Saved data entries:
use std::collections::BTreeSet;
use std::path::{Path, PathBuf};

use crate::error::StorageError;
use crate::storage::checked_file::remove_if_exists;

/// 索引根目录布局：
///
/// ```text
/// <root>/
///   indexes/<name>.idx      每个索引的 PersistentMap
///   indexes/<name>.ver      扩展版本号（文本）
///   stamps/<name>.stamp     IndexingStamp 位图
///   registered              上次运行注册的索引名（JSON 数组）
///   file_ids.bin            路径 ↔ InputId
///   attic.dat               最近一次被索引的文件内容
///   work_in_progress        运行期标记；启动时仍存在说明上次没有正常关闭
/// ```
#[derive(Clone, Debug)]
pub struct IndexLayout {
    root: PathBuf,
}

impl IndexLayout {
    pub fn new(root: impl Into<PathBuf>) -> Self {
        Self { root: root.into() }
    }

    pub fn root(&self) -> &Path {
        &self.root
    }

    pub fn indexes_dir(&self) -> PathBuf {
        self.root.join("indexes")
    }

    pub fn stamps_dir(&self) -> PathBuf {
        self.root.join("stamps")
    }

    pub fn storage_file(&self, index: &str) -> PathBuf {
        self.indexes_dir().join(format!("{}.idx", index.to_lowercase()))
    }

    pub fn version_file(&self, index: &str) -> PathBuf {
        self.indexes_dir().join(format!("{}.ver", index.to_lowercase()))
    }

    pub fn registered_file(&self) -> PathBuf {
        self.root.join("registered")
    }

    pub fn file_ids_file(&self) -> PathBuf {
        self.root.join("file_ids.bin")
    }

    pub fn attic_file(&self) -> PathBuf {
        self.root.join("attic.dat")
    }

    pub fn marker_file(&self) -> PathBuf {
        self.root.join("work_in_progress")
    }

    pub fn ensure_dirs(&self) -> Result<(), StorageError> {
        std::fs::create_dir_all(self.indexes_dir())?;
        std::fs::create_dir_all(self.stamps_dir())?;
        Ok(())
    }

    /// 上次运行留下的 work_in_progress 标记
    pub fn has_marker(&self) -> bool {
        self.marker_file().exists()
    }

    pub fn write_marker(&self) -> Result<(), StorageError> {
        std::fs::write(self.marker_file(), std::process::id().to_string())?;
        Ok(())
    }

    pub fn remove_marker(&self) -> Result<(), StorageError> {
        remove_if_exists(&self.marker_file())
    }

    /// 上次运行注册的索引名。文件缺失或不可解析时为空集（此时不做 GC）。
    pub fn read_registered(&self) -> BTreeSet<String> {
        let path = self.registered_file();
        let raw = match std::fs::read(&path) {
            Ok(raw) => raw,
            Err(e) => {
                if e.kind() != std::io::ErrorKind::NotFound {
                    tracing::warn!("Failed to read {:?}: {}", path, e);
                }
                return BTreeSet::new();
            }
        };
        match serde_json::from_slice::<Vec<String>>(&raw) {
            Ok(names) => names.into_iter().collect(),
            Err(e) => {
                tracing::warn!("Registered-index record {:?} is malformed: {}", path, e);
                BTreeSet::new()
            }
        }
    }

    pub fn write_registered(&self, names: &BTreeSet<String>) -> Result<(), StorageError> {
        let names: Vec<&String> = names.iter().collect();
        let body = serde_json::to_vec_pretty(&names)
            .map_err(|e| StorageError::corrupt(self.registered_file(), e.to_string()))?;
        let tmp = self.root.join("registered.tmp");
        std::fs::write(&tmp, body)?;
        std::fs::rename(&tmp, self.registered_file())?;
        Ok(())
    }

    /// `None` 表示版本文件缺失或不可解析
    pub fn read_version(&self, index: &str) -> Option<u32> {
        std::fs::read_to_string(self.version_file(index))
            .ok()
            .and_then(|s| s.trim().parse().ok())
    }

    pub fn write_version(&self, index: &str, version: u32) -> Result<(), StorageError> {
        std::fs::write(self.version_file(index), version.to_string())?;
        Ok(())
    }

    /// 删除一个索引的全部磁盘文件（存储 + 版本 + stamp）
    pub fn delete_index_files(&self, index: &str) -> Result<(), StorageError> {
        remove_if_exists(&self.storage_file(index))?;
        remove_if_exists(&self.version_file(index))?;
        remove_if_exists(&self.stamps_dir().join(format!("{}.stamp", index.to_lowercase())))
    }

    /// 整体清空（上次运行异常退出）：索引、stamp、id 表、阁楼全部作废
    pub fn wipe(&self) -> Result<(), StorageError> {
        for dir in [self.indexes_dir(), self.stamps_dir()] {
            match std::fs::remove_dir_all(&dir) {
                Ok(()) => {}
                Err(e) if e.kind() == std::io::ErrorKind::NotFound => {}
                Err(e) => return Err(e.into()),
            }
        }
        remove_if_exists(&self.file_ids_file())?;
        remove_if_exists(&self.attic_file())?;
        self.ensure_dirs()
    }
}

#[cfg(test)]
mod tests {
    use super::*;

    fn unique_tmp_dir(tag: &str) -> PathBuf {
        let nanos = std::time::SystemTime::now()
            .duration_since(std::time::UNIX_EPOCH)
            .unwrap()
            .as_nanos();
        std::env::temp_dir().join(format!("fb-index-layout-{}-{}", tag, nanos))
    }

    #[test]
    fn registered_record_roundtrips_and_tolerates_garbage() {
        let layout = IndexLayout::new(unique_tmp_dir("registered"));
        layout.ensure_dirs().unwrap();
        assert!(layout.read_registered().is_empty());

        let names: BTreeSet<String> = ["words", "names"].iter().map(|s| s.to_string()).collect();
        layout.write_registered(&names).unwrap();
        assert_eq!(layout.read_registered(), names);

        std::fs::write(layout.registered_file(), b"{not json").unwrap();
        assert!(layout.read_registered().is_empty());
    }

    #[test]
    fn delete_and_wipe_remove_files() {
        let layout = IndexLayout::new(unique_tmp_dir("wipe"));
        layout.ensure_dirs().unwrap();
        std::fs::write(layout.storage_file("Words"), b"x").unwrap();
        layout.write_version("Words", 3).unwrap();
        assert_eq!(layout.read_version("words"), Some(3));

        layout.delete_index_files("Words").unwrap();
        assert!(!layout.storage_file("words").exists());
        assert_eq!(layout.read_version("Words"), None);

        std::fs::write(layout.storage_file("names"), b"x").unwrap();
        std::fs::write(layout.attic_file(), b"x").unwrap();
        layout.write_marker().unwrap();
        assert!(layout.has_marker());
        layout.wipe().unwrap();
        assert!(!layout.storage_file("names").exists());
        assert!(!layout.attic_file().exists());
        assert!(layout.indexes_dir().is_dir());
        layout.remove_marker().unwrap();
        assert!(!layout.has_marker());
    }
}
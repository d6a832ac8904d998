use std::path::PathBuf;
use std::sync::atomic::{AtomicU64, Ordering};
use std::sync::Arc;

use notify::{EventKind, RecursiveMode, Watcher};
use tokio::sync::mpsc;

/// 持有 notify watcher 与已监听的 content roots；drop 即停止监听。
pub struct EventWatcher {
    inner: notify::RecommendedWatcher,
    roots: Vec<PathBuf>,
}

impl EventWatcher {
    /// 创建 watcher。事件经有界队列交给管道，队列满时丢弃并计入 `overflow_drops`
    /// （管道据此触发重建）。
    pub fn start(
        channel_size: usize,
        overflow_drops: Arc<AtomicU64>,
    ) -> notify::Result<(Self, mpsc::Receiver<notify::Event>)> {
        let (tx, rx) = mpsc::channel(channel_size.max(1));
        let inner = notify::recommended_watcher(move |res: notify::Result<notify::Event>| {
            let event = match res {
                Ok(event) => event,
                Err(e) => {
                    tracing::warn!("Watcher error: {}", e);
                    return;
                }
            };
            // 只读访问不影响索引，不占队列
            if matches!(event.kind, EventKind::Access(_)) {
                return;
            }
            if tx.try_send(event).is_err() {
                let total = overflow_drops.fetch_add(1, Ordering::Relaxed) + 1;
                if total == 1 || total % 1000 == 0 {
                    tracing::warn!("Event queue full, {} events dropped so far", total);
                }
            }
        })?;
        Ok((
            Self {
                inner,
                roots: Vec::new(),
            },
            rx,
        ))
    }

    /// 递归监听 content roots；已被覆盖的嵌套 root 不重复注册。返回新注册的 root 数。
    pub fn watch(&mut self, roots: &[PathBuf]) -> usize {
        let mut added = 0;
        for root in outermost(roots) {
            if self.roots.iter().any(|r| root.starts_with(r)) {
                continue;
            }
            match self.inner.watch(&root, RecursiveMode::Recursive) {
                Ok(()) => {
                    tracing::debug!("Watching {:?}", root);
                    self.roots.push(root);
                    added += 1;
                }
                Err(e) => tracing::warn!("Failed to watch {:?}: {}", root, e),
            }
        }
        added
    }

    pub fn roots(&self) -> &[PathBuf] {
        &self.roots
    }
}

/// 去掉被其它 root 包含的 root（递归监听已覆盖它们）
fn outermost(roots: &[PathBuf]) -> Vec<PathBuf> {
    let mut sorted: Vec<&PathBuf> = roots.iter().collect();
    sorted.sort_by_key(|p| p.components().count());
    let mut out: Vec<PathBuf> = Vec::new();
    for root in sorted {
        if !out.iter().any(|kept| root.starts_with(kept)) {
            out.push(root.clone());
        }
    }
    out
}
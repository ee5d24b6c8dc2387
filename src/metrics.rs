//! Counters and timings for one scoring run.

use serde::{Deserialize, Serialize};
use std::time::Duration;
use tracing::info;

/// Metrics collected while scoring a batch
#[derive(Debug, Clone, Default, PartialEq, Serialize, Deserialize)]
pub struct BatchMetrics {
    /// Records in the incoming batch
    pub records_received: u64,
    /// Records that received a probability and profit figures
    pub scored: u64,
    /// Records dropped before prediction
    pub unscored: u64,
    /// Records meeting the expected profit threshold
    pub selected: u64,
    /// Probability of default distribution buckets
    pub p_default_buckets: [u64; 10],
    /// Sum of expected profit over every scored loan
    pub total_expected_profit: f64,
    /// Sum of expected profit over selected loans
    pub selected_expected_profit: f64,
    /// Stage timings (in microseconds)
    pub load_us: u64,
    pub predict_us: u64,
    pub profit_us: u64,
}

impl BatchMetrics {
    pub fn new(records_received: usize) -> Self {
        Self {
            records_received: records_received as u64,
            ..Self::default()
        }
    }

    /// Record one scored loan
    pub fn record_loan(&mut self, p_default: f64, expected_profit: f64) {
        self.scored += 1;
        self.total_expected_profit += expected_profit;

        let bucket = (p_default * 10.0).clamp(0.0, 9.0) as usize;
        self.p_default_buckets[bucket] += 1;
    }

    /// Record one loan meeting the threshold
    pub fn record_selected(&mut self, expected_profit: f64) {
        self.selected += 1;
        self.selected_expected_profit += expected_profit;
    }

    pub fn record_unscored(&mut self, count: usize) {
        self.unscored += count as u64;
    }

    pub fn record_load_time(&mut self, duration: Duration) {
        self.load_us = duration.as_micros() as u64;
    }

    pub fn record_predict_time(&mut self, duration: Duration) {
        self.predict_us = duration.as_micros() as u64;
    }

    pub fn record_profit_time(&mut self, duration: Duration) {
        self.profit_us = duration.as_micros() as u64;
    }

    /// Share of scored loans that met the threshold, in percent
    pub fn selection_rate(&self) -> f64 {
        if self.scored > 0 {
            (self.selected as f64 / self.scored as f64) * 100.0
        } else {
            0.0
        }
    }

    /// Print summary statistics
    pub fn print_summary(&self) {
        info!("╔══════════════════════════════════════════════════════════════╗");
        info!("║            LOAN DEFAULT SCORING - BATCH SUMMARY              ║");
        info!("╠══════════════════════════════════════════════════════════════╣");
        info!(
            "║ Records Received: {:>8}  │  Scored:   {:>8}            ║",
            self.records_received, self.scored
        );
        info!(
            "║ Unscored:         {:>8}  │  Selected: {:>8} ({:>5.1}%)  ║",
            self.unscored,
            self.selected,
            self.selection_rate()
        );
        info!("╠══════════════════════════════════════════════════════════════╣");
        info!(
            "║ Expected Profit: total={:>12.2} selected={:>12.2}    ║",
            self.total_expected_profit, self.selected_expected_profit
        );
        info!(
            "║ Stage Time (μs): load={:>8} predict={:>8} profit={:>8}  ║",
            self.load_us, self.predict_us, self.profit_us
        );
        info!("╠══════════════════════════════════════════════════════════════╣");
        info!("║ Default Probability Distribution:                            ║");
        let total: u64 = self.p_default_buckets.iter().sum();
        for (i, &count) in self.p_default_buckets.iter().enumerate() {
            let pct = if total > 0 { (count as f64 / total as f64) * 100.0 } else { 0.0 };
            let bar: String = "█".repeat(((pct / 2.0) as usize).min(20));
            info!(
                "║   {:.1}-{:.1}: {:>6} ({:>5.1}%) {}",
                i as f64 / 10.0,
                (i + 1) as f64 / 10.0,
                count,
                pct,
                bar
            );
        }
        info!("╚══════════════════════════════════════════════════════════════╝");
    }
}

#[cfg(test)]
mod tests {
    use super::*;

    #[test]
    fn test_metrics_recording() {
        let mut metrics = BatchMetrics::new(3);

        metrics.record_loan(0.05, 1200.0);
        metrics.record_loan(1.0, -5000.0);
        metrics.record_selected(1200.0);
        metrics.record_unscored(1);

        assert_eq!(metrics.records_received, 3);
        assert_eq!(metrics.scored, 2);
        assert_eq!(metrics.unscored, 1);
        assert_eq!(metrics.selected, 1);
        assert_eq!(metrics.p_default_buckets[0], 1);
        assert_eq!(metrics.p_default_buckets[9], 1);
        assert_eq!(metrics.total_expected_profit, -3800.0);
        assert_eq!(metrics.selection_rate(), 50.0);
    }

    #[test]
    fn test_empty_batch_rate() {
        assert_eq!(BatchMetrics::new(0).selection_rate(), 0.0);
    }

    #[test]
    fn test_timings_in_micros() {
        let mut metrics = BatchMetrics::default();
        metrics.record_predict_time(Duration::from_millis(3));
        assert_eq!(metrics.predict_us, 3000);
    }
}
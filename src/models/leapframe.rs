//! Client for a model server speaking the leapframe envelope.
//!
//! The server loads a serialized pipeline with `PUT /model` and scores one
//! row at a time with `POST /transform`. The response row carries the class
//! probabilities second to last and the predicted class last.

use crate::error::{Result, ScoringError};
use crate::feature_transformer::FeatureTransformer;
use crate::models::inference::{check_columns, Predictions, ProbabilitySource};
use crate::types::loan::RawRecord;
use async_trait::async_trait;
use reqwest::Client;
use serde::{Deserialize, Serialize};
use serde_json::{json, Value};
use std::time::Duration;
use tracing::{debug, info};

/// Field declaration inside a leapframe schema
#[derive(Debug, Clone, PartialEq, Serialize, Deserialize)]
pub struct LeapFrameField {
    pub name: String,
    #[serde(rename = "type")]
    pub field_type: String,
}

#[derive(Debug, Clone, PartialEq, Serialize, Deserialize)]
pub struct LeapFrameSchema {
    pub fields: Vec<LeapFrameField>,
}

impl LeapFrameSchema {
    /// All fields declared as doubles, in model input order
    pub fn doubles(names: &[String]) -> Self {
        Self {
            fields: names
                .iter()
                .map(|name| LeapFrameField {
                    name: name.clone(),
                    field_type: "double".to_string(),
                })
                .collect(),
        }
    }
}

/// Request envelope for `POST /transform`
#[derive(Debug, Clone, PartialEq, Serialize, Deserialize)]
pub struct LeapFrame {
    pub schema: LeapFrameSchema,
    pub rows: Vec<Vec<f64>>,
}

/// Predicted class and per-class probabilities for one row
#[derive(Debug, Clone, PartialEq)]
pub struct LeapFramePrediction {
    pub class: f64,
    pub probabilities: Vec<f64>,
}

impl LeapFramePrediction {
    /// Probability of the positive class
    pub fn positive(&self) -> Option<f64> {
        self.probabilities.get(1).copied()
    }
}

/// Read the prediction out of a `POST /transform` response body
pub fn parse_transform_response(body: &Value) -> std::result::Result<LeapFramePrediction, String> {
    let row = body
        .get("rows")
        .and_then(Value::as_array)
        .and_then(|rows| rows.first())
        .and_then(Value::as_array)
        .ok_or("response has no rows")?;

    if row.len() < 2 {
        return Err(format!("response row has {} entries, expected at least 2", row.len()));
    }
    let class = row[row.len() - 1]
        .as_f64()
        .ok_or("predicted class is not a number")?;
    let probabilities = row[row.len() - 2]
        .get("values")
        .and_then(Value::as_array)
        .ok_or("class probabilities missing `values`")?
        .iter()
        .map(|v| v.as_f64().ok_or("class probability is not a number"))
        .collect::<std::result::Result<Vec<f64>, _>>()?;

    Ok(LeapFramePrediction {
        class,
        probabilities,
    })
}

/// Leapframe model server client
pub struct LeapframeClient {
    base_url: String,
    client: Client,
    transformer: FeatureTransformer,
    schema: LeapFrameSchema,
}

impl LeapframeClient {
    pub fn new(
        base_url: impl Into<String>,
        transformer: FeatureTransformer,
        timeout: Option<Duration>,
    ) -> Result<Self> {
        let base_url = base_url.into().trim_end_matches('/').to_string();
        let mut builder = Client::builder();
        if let Some(timeout) = timeout {
            builder = builder.timeout(timeout);
        }
        let client = builder
            .build()
            .map_err(|e| ScoringError::http(&base_url, e))?;
        let schema = LeapFrameSchema::doubles(&transformer.schema().trained_features);

        Ok(Self {
            base_url,
            client,
            transformer,
            schema,
        })
    }

    pub fn schema(&self) -> &LeapFrameSchema {
        &self.schema
    }

    /// Ask the server to load a serialized model bundle
    pub async fn load_model(&self, path: &str) -> Result<()> {
        let url = format!("{}/model", self.base_url);
        let resp = self
            .client
            .put(&url)
            .json(&json!({ "path": path }))
            .send()
            .await
            .map_err(|e| ScoringError::http(&url, e))?;

        let status = resp.status();
        if !status.is_success() {
            return Err(ScoringError::RemoteStatus {
                endpoint: url,
                status: status.as_u16(),
                body: resp.text().await.unwrap_or_default(),
            });
        }
        info!(path = %path, "Model loaded on leapframe server");
        Ok(())
    }

    /// Score one feature row
    pub async fn transform_row(&self, row: &[f64]) -> Result<LeapFramePrediction> {
        let url = format!("{}/transform", self.base_url);
        let frame = LeapFrame {
            schema: self.schema.clone(),
            rows: vec![row.to_vec()],
        };

        let resp = self
            .client
            .post(&url)
            .json(&frame)
            .send()
            .await
            .map_err(|e| ScoringError::http(&url, e))?;

        let status = resp.status();
        if !status.is_success() {
            return Err(ScoringError::RemoteStatus {
                endpoint: url,
                status: status.as_u16(),
                body: resp.text().await.unwrap_or_default(),
            });
        }

        let body: Value = resp
            .json()
            .await
            .map_err(|e| ScoringError::malformed(&url, e.to_string()))?;
        parse_transform_response(&body).map_err(|reason| ScoringError::malformed(&url, reason))
    }
}

#[async_trait]
impl ProbabilitySource for LeapframeClient {
    fn name(&self) -> &str {
        "leapframe"
    }

    async fn predict_default_probability(&self, records: &[RawRecord]) -> Result<Predictions> {
        let matrix = self.transformer.transform(records)?;
        check_columns(matrix.columns(), &self.transformer.schema().trained_features)?;

        let mut p_default = Vec::with_capacity(matrix.n_rows());
        for (i, row) in matrix.rows().enumerate() {
            let prediction = self.transform_row(row).await?;
            let p = prediction.positive().ok_or_else(|| {
                ScoringError::malformed(
                    &self.base_url,
                    format!("row {i}: {} class probabilities", prediction.probabilities.len()),
                )
            })?;
            debug!(row = matrix.row_index()[i], class = prediction.class, p_default = p, "Scored row");
            p_default.push(p);
        }

        Ok(Predictions {
            row_index: matrix.row_index().to_vec(),
            p_default,
        })
    }
}

#[cfg(test)]
mod tests {
    use super::*;

    #[test]
    fn test_request_envelope_shape() {
        let frame = LeapFrame {
            schema: LeapFrameSchema::doubles(&["loan_amnt".to_string(), "term_ 36 months".to_string()]),
            rows: vec![vec![5000.0, 1.0]],
        };

        assert_eq!(
            serde_json::to_value(&frame).unwrap(),
            json!({
                "schema": {"fields": [
                    {"name": "loan_amnt", "type": "double"},
                    {"name": "term_ 36 months", "type": "double"}
                ]},
                "rows": [[5000.0, 1.0]]
            })
        );
    }

    #[test]
    fn test_parse_transform_response() {
        let body = json!({
            "schema": {"fields": []},
            "rows": [[5000.0, 1.0, {"values": [0.8, 0.2]}, 0.0]]
        });
        let prediction = parse_transform_response(&body).unwrap();
        assert_eq!(prediction.class, 0.0);
        assert_eq!(prediction.probabilities, vec![0.8, 0.2]);
        assert_eq!(prediction.positive(), Some(0.2));
    }

    #[test]
    fn test_parse_transform_response_rejects_bad_shapes() {
        assert!(parse_transform_response(&json!({"rows": []})).is_err());
        assert!(parse_transform_response(&json!({"rows": [[1.0]]})).is_err());
        assert!(parse_transform_response(&json!({"rows": [[{"values": [0.5]}, "yes"]]})).is_err());
        assert!(parse_transform_response(&json!({"rows": [[{"probs": [0.5]}, 1.0]]})).is_err());
    }
}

Brief: Scan the data above and report each line in which "rename" is present.

Written solution:
        std::fs::rename(&tmp, self.registered_file())?;
    #[serde(rename = "type")]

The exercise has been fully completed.